I wonder what Tim and others think about this: Would it make sense for XHTML
to use XLink for only some things but not others? Or would it make more
sense to use XLink "across the board"?

Seems both the "economy of scale" and "ease of authoring" arguments tend to
converge on the latter. If that's the case, then I want XLink 2.0, or HLink,
or whatever (I ultimately don't care what it's called or who's responsible
for writing the spec) to be a fully general purpose linking that works in
any XML user vocabulary--especially XHTML.

Thus, some of the XLink/XHTML interactions I talked about in an earlier
message can be distilled down to the following requirements for a future
spec:


1. XLink 2.0 must provide extensibility to represent linking scenarios not
covered by XLink 1.0.

For example, it's not clear how the following could be recast to use XLink:
<xhtml:form action="http://submit.example.com"; method="post">
<!-- form submission is a link, sort of -->
or
<xhtml:object href="http://link.example.com";
longdesc="http://desc.example.com"/>
<!-- two different variations on 'onRequest' activation -->

In general, any attempt to describe every possible value for show, actuate,
etc. will be incomplete, so the specification needs to define an escape
hatch along with well-defined semantics.


2. XLink 2.0 must minimally constrain XML vocabulary authors.
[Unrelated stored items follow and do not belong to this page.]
//! Listeners and the frontend dispatcher
//!
//! The secure listener accepts TCP connections, optionally unwraps the
//! PROXY protocol v1 header, completes the TLS handshake with a certificate
//! chosen per SNI, and hands the decrypted requests to the dispatcher. The
//! dispatcher answers the health check itself, resolves every other request
//! through the locator chain, and forwards to the HTTP or WebSocket proxy.
//!
//! The insecure listener serves only two things: ACME HTTP-01 challenge
//! responses and a 307 redirect to the secure port.

use std::convert::Infallible;
use std::net::SocketAddr;
use std::sync::atomic::{AtomicUsize, Ordering};
use std::sync::Arc;
use std::time::Duration;

use axum::extract::{Host, Path, State};
use axum::http::Uri as AxumUri;
use axum::response::{IntoResponse, Redirect};
use axum::routing::get;
use axum::Router;
use hyper::body::Incoming;
use hyper::header::HOST;
use hyper::service::service_fn;
use hyper::{Request, Response, StatusCode};
use hyper_util::rt::{TokioExecutor, TokioIo};
use hyper_util::server::conn::auto;
use hyper_util::service::TowerToHyperService;
use tokio::io::{AsyncRead, AsyncWrite};
use tokio::net::TcpListener;
use tokio::sync::watch;
use tokio_rustls::LazyConfigAcceptor;
use tracing::{debug, error, info, warn};

use crate::acme::AcmeManager;
use crate::backend::Locator;
use crate::error::GatewayError;
use crate::health::{HealthChecker, HEALTH_PATH};
use crate::name::ServerName;
use crate::proxy::{error_response, full_body, incoming_body, HttpProxy, ProxyBody};
use crate::proxy_protocol::ProxyProtocolStream;
use crate::tls::TlsState;
use crate::websocket::{is_websocket_upgrade, WebSocketProxy};

/// TLS handshake deadline. The certificate lookup itself (which may include
/// an ACME issuance) is not bounded by this.
pub const TLS_HANDSHAKE_TIMEOUT: Duration = Duration::from_secs(10);

/// Body served with locator misses.
const UNAVAILABLE_PAGE: &str = "<!DOCTYPE html>\n<html>\n<head><title>503 Service Unavailable</title></head>\n<body>\n<h1>Service Unavailable</h1>\n<p>There is no back-end service available to handle this request.</p>\n</body>\n</html>\n";

/// Everything the dispatcher needs to answer a request.
pub struct GatewayState {
    pub locator: Arc<dyn Locator>,
    pub http_proxy: HttpProxy,
    pub websocket_proxy: WebSocketProxy,
    pub health: HealthChecker,
}

/// Dispatch one TLS-terminated request.
pub async fn dispatch(
    req: Request<Incoming>,
    state: Arc<GatewayState>,
    client_addr: SocketAddr,
) -> Result<Response<ProxyBody>, Infallible> {
    if req.uri().path() == HEALTH_PATH {
        return Ok(state.health.respond().await);
    }

    // Host comes from the :authority pseudo-header on HTTP/2 and the Host
    // header on HTTP/1.1.
    let host = req
        .uri()
        .authority()
        .map(|a| a.as_str().to_string())
        .or_else(|| {
            req.headers()
                .get(HOST)
                .and_then(|v| v.to_str().ok())
                .map(str::to_string)
        });

    let Some(host) = host else {
        debug!("request without a host, rejecting");
        return Ok(error_response(&GatewayError::ClientProtocol(
            "missing host".to_string(),
        )));
    };

    let name = match ServerName::from_host(&host) {
        Ok(name) => name,
        Err(e) => {
            debug!("unparseable request host {:?}: {}", host, e);
            return Ok(error_response(&e));
        }
    };

    let Some(endpoint) = state.locator.locate(&name).await else {
        debug!(name = %name, "no endpoint for request host");
        return Ok(unavailable_response());
    };

    let req = req.map(incoming_body);
    let result = if is_websocket_upgrade(&req) {
        state
            .websocket_proxy
            .forward(req, &endpoint, client_addr)
            .await
    } else {
        state.http_proxy.forward(req, &endpoint, client_addr).await
    };

    match result {
        Ok(response) => Ok(response),
        Err(e) => {
            warn!(name = %name, endpoint = %endpoint, "forwarding failed: {}", e);
            Ok(error_response(&e))
        }
    }
}

fn unavailable_response() -> Response<ProxyBody> {
    Response::builder()
        .status(StatusCode::SERVICE_UNAVAILABLE)
        .header("content-type", "text/html; charset=utf-8")
        .body(full_body(UNAVAILABLE_PAGE))
        .unwrap_or_else(|_| Response::new(full_body(UNAVAILABLE_PAGE)))
}

/// Run the secure listener until the shutdown signal flips.
///
/// The socket is bound by the caller so that bind failures surface as
/// startup errors.
pub async fn run_secure_listener(
    listener: TcpListener,
    tls_state: Arc<TlsState>,
    state: Arc<GatewayState>,
    proxy_protocol: bool,
    active_connections: Arc<AtomicUsize>,
    mut shutdown: watch::Receiver<bool>,
) -> anyhow::Result<()> {
    info!(
        "listening for HTTPS on {}",
        listener.local_addr().map(|a| a.to_string()).unwrap_or_default()
    );
    if proxy_protocol {
        info!("PROXY protocol v1 unwrapping enabled");
    }

    loop {
        tokio::select! {
            _ = shutdown.changed() => {
                info!("secure listener stopped accepting connections");
                return Ok(());
            }
            accepted = listener.accept() => {
                let (stream, peer_addr) = match accepted {
                    Ok(pair) => pair,
                    Err(e) => {
                        warn!("accept failed: {}", e);
                        continue;
                    }
                };

                let tls_state = tls_state.clone();
                let state = state.clone();
                let active = active_connections.clone();

                tokio::spawn(async move {
                    active.fetch_add(1, Ordering::SeqCst);
                    if let Err(e) =
                        handle_connection(stream, peer_addr, tls_state, state, proxy_protocol)
                            .await
                    {
                        debug!(peer = %peer_addr, "connection ended with error: {}", e);
                    }
                    active.fetch_sub(1, Ordering::SeqCst);
                });
            }
        }
    }
}

async fn handle_connection(
    stream: tokio::net::TcpStream,
    peer_addr: SocketAddr,
    tls_state: Arc<TlsState>,
    state: Arc<GatewayState>,
    proxy_protocol: bool,
) -> anyhow::Result<()> {
    let stream = if proxy_protocol {
        crate::proxy_protocol::accept(stream, peer_addr)
            .await
            .map_err(|e| anyhow::anyhow!("{}", e))?
    } else {
        ProxyProtocolStream::passthrough(stream, peer_addr)
    };
    let remote_addr = stream.remote_addr();

    serve_tls(stream, remote_addr, tls_state, state).await
}

async fn serve_tls<S>(
    stream: S,
    remote_addr: SocketAddr,
    tls_state: Arc<TlsState>,
    state: Arc<GatewayState>,
) -> anyhow::Result<()>
where
    S: AsyncRead + AsyncWrite + Unpin + Send + 'static,
{
    // Park the ClientHello, pick a certificate for its SNI, then finish the
    // handshake. The certificate lookup may await an ACME issuance, so only
    // the wire phases run under the handshake timeout.
    let acceptor = LazyConfigAcceptor::new(rustls::server::Acceptor::default(), stream);

    let start = tokio::time::timeout(TLS_HANDSHAKE_TIMEOUT, acceptor)
        .await
        .map_err(|_| anyhow::anyhow!("TLS ClientHello timeout from {}", remote_addr))?
        .map_err(|e| anyhow::anyhow!("TLS accept error from {}: {}", remote_addr, e))?;

    let sni = start.client_hello().server_name().map(str::to_string);
    let config = tls_state.config_for_sni(sni.as_deref()).await;

    let tls_stream = tokio::time::timeout(TLS_HANDSHAKE_TIMEOUT, start.into_stream(config))
        .await
        .map_err(|_| anyhow::anyhow!("TLS handshake timeout from {}", remote_addr))?
        .map_err(|e| anyhow::anyhow!("TLS handshake failed from {}: {}", remote_addr, e))?;

    let service = service_fn(move |req| dispatch(req, state.clone(), remote_addr));

    auto::Builder::new(TokioExecutor::new())
        .serve_connection_with_upgrades(TokioIo::new(tls_stream), service)
        .await
        .map_err(|e| anyhow::anyhow!("connection error from {}: {}", remote_addr, e))
}

#[derive(Clone)]
struct RedirectState {
    https_port: u16,
    acme: Option<Arc<AcmeManager>>,
}

/// Compose the redirect target for the insecure listener.
fn redirect_target(host: &str, https_port: u16, uri: &AxumUri) -> String {
    let host = host.split(':').next().unwrap_or(host);
    let path = uri.path();
    let query = uri
        .query()
        .map(|q| format!("?{}", q))
        .unwrap_or_default();

    if https_port == 443 {
        format!("https://{}{}{}", host, path, query)
    } else {
        format!("https://{}:{}{}{}", host, https_port, path, query)
    }
}

async fn redirect_handler(
    State(state): State<RedirectState>,
    Host(host): Host,
    uri: AxumUri,
) -> Redirect {
    Redirect::temporary(&redirect_target(&host, state.https_port, &uri))
}

async fn acme_challenge_handler(
    State(state): State<RedirectState>,
    Path(token): Path<String>,
) -> axum::response::Response {
    let response = state
        .acme
        .as_ref()
        .and_then(|manager| manager.challenge_response(&token));

    match response {
        Some(key_authorization) => (StatusCode::OK, key_authorization).into_response(),
        None => (StatusCode::NOT_FOUND, "no such challenge\n").into_response(),
    }
}

/// Run the insecure listener: ACME challenges plus the HTTPS redirect.
pub async fn run_redirect_server(
    listener: TcpListener,
    https_port: u16,
    acme: Option<Arc<AcmeManager>>,
    proxy_protocol: bool,
    mut shutdown: watch::Receiver<bool>,
) -> anyhow::Result<()> {
    let router = Router::new()
        .route("/.well-known/acme-challenge/:token", get(acme_challenge_handler))
        .fallback(redirect_handler)
        .with_state(RedirectState { https_port, acme });

    info!(
        "listening for HTTP redirects on {}",
        listener.local_addr().map(|a| a.to_string()).unwrap_or_default()
    );

    loop {
        tokio::select! {
            _ = shutdown.changed() => {
                info!("redirect listener stopped accepting connections");
                return Ok(());
            }
            accepted = listener.accept() => {
                let (stream, peer_addr) = match accepted {
                    Ok(pair) => pair,
                    Err(e) => {
                        warn!("accept failed on insecure port: {}", e);
                        continue;
                    }
                };

                let router = router.clone();
                tokio::spawn(async move {
                    let stream = if proxy_protocol {
                        match crate::proxy_protocol::accept(stream, peer_addr).await {
                            Ok(stream) => stream,
                            Err(e) => {
                                debug!(peer = %peer_addr, "dropping connection: {}", e);
                                return;
                            }
                        }
                    } else {
                        ProxyProtocolStream::passthrough(stream, peer_addr)
                    };

                    let service = TowerToHyperService::new(router);
                    if let Err(e) = auto::Builder::new(TokioExecutor::new())
                        .serve_connection(TokioIo::new(stream), service)
                        .await
                    {
                        debug!(peer = %peer_addr, "redirect connection error: {}", e);
                    }
                });
            }
        }
    }
}

/// Wait for in-flight connections to drain, up to the grace period.
pub async fn drain_connections(active: &Arc<AtomicUsize>, grace: Duration) {
    let deadline = tokio::time::Instant::now() + grace;
    loop {
        let count = active.load(Ordering::SeqCst);
        if count == 0 {
            info!("all connections drained");
            return;
        }
        if tokio::time::Instant::now() >= deadline {
            error!("grace period elapsed with {} connection(s) still open", count);
            return;
        }
        tokio::time::sleep(Duration::from_millis(100)).await;
    }
}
Creating a markup language is huge balancing act, and adding additional
constraints tends toward making the job impossible. Specifically,
* XLink 2.0 must neither mandate nor forbid the use of element or attribute
constructs to define links
* XLink 2.0 must support any number of links on a single element
* XLink 2.0 must support links on arbitrarily nested elements
* XLink 2.0 must work with user-visible element and attribute names of the
host language's choice

This is oft described as 'xlink:href' vs. 'href', but that trivializes a
legitimate problem.
- Naming conventions or common sense might dictate different attribute
names, like 'action' for forms.
- The host language might not use English, or might not use western
characters. (this is really just a restatement of the previous bullet)
- The attribute in question might need to be namespaced for some other
reason
- One view is that proper layering dictates that function doesn't force
itself into the user-syntax. (People in this camp also tend to disapprove of
xsi:type)
- Providing back-compatibility with XHTML 1.x gives an immediate large
document base, which will help bypass the chicken-and-egg problem of the
lack of generic XLink processors.
- Compared to solving the first three * bullets above, this one's a
cakewalk. It might even just fall out of the solution.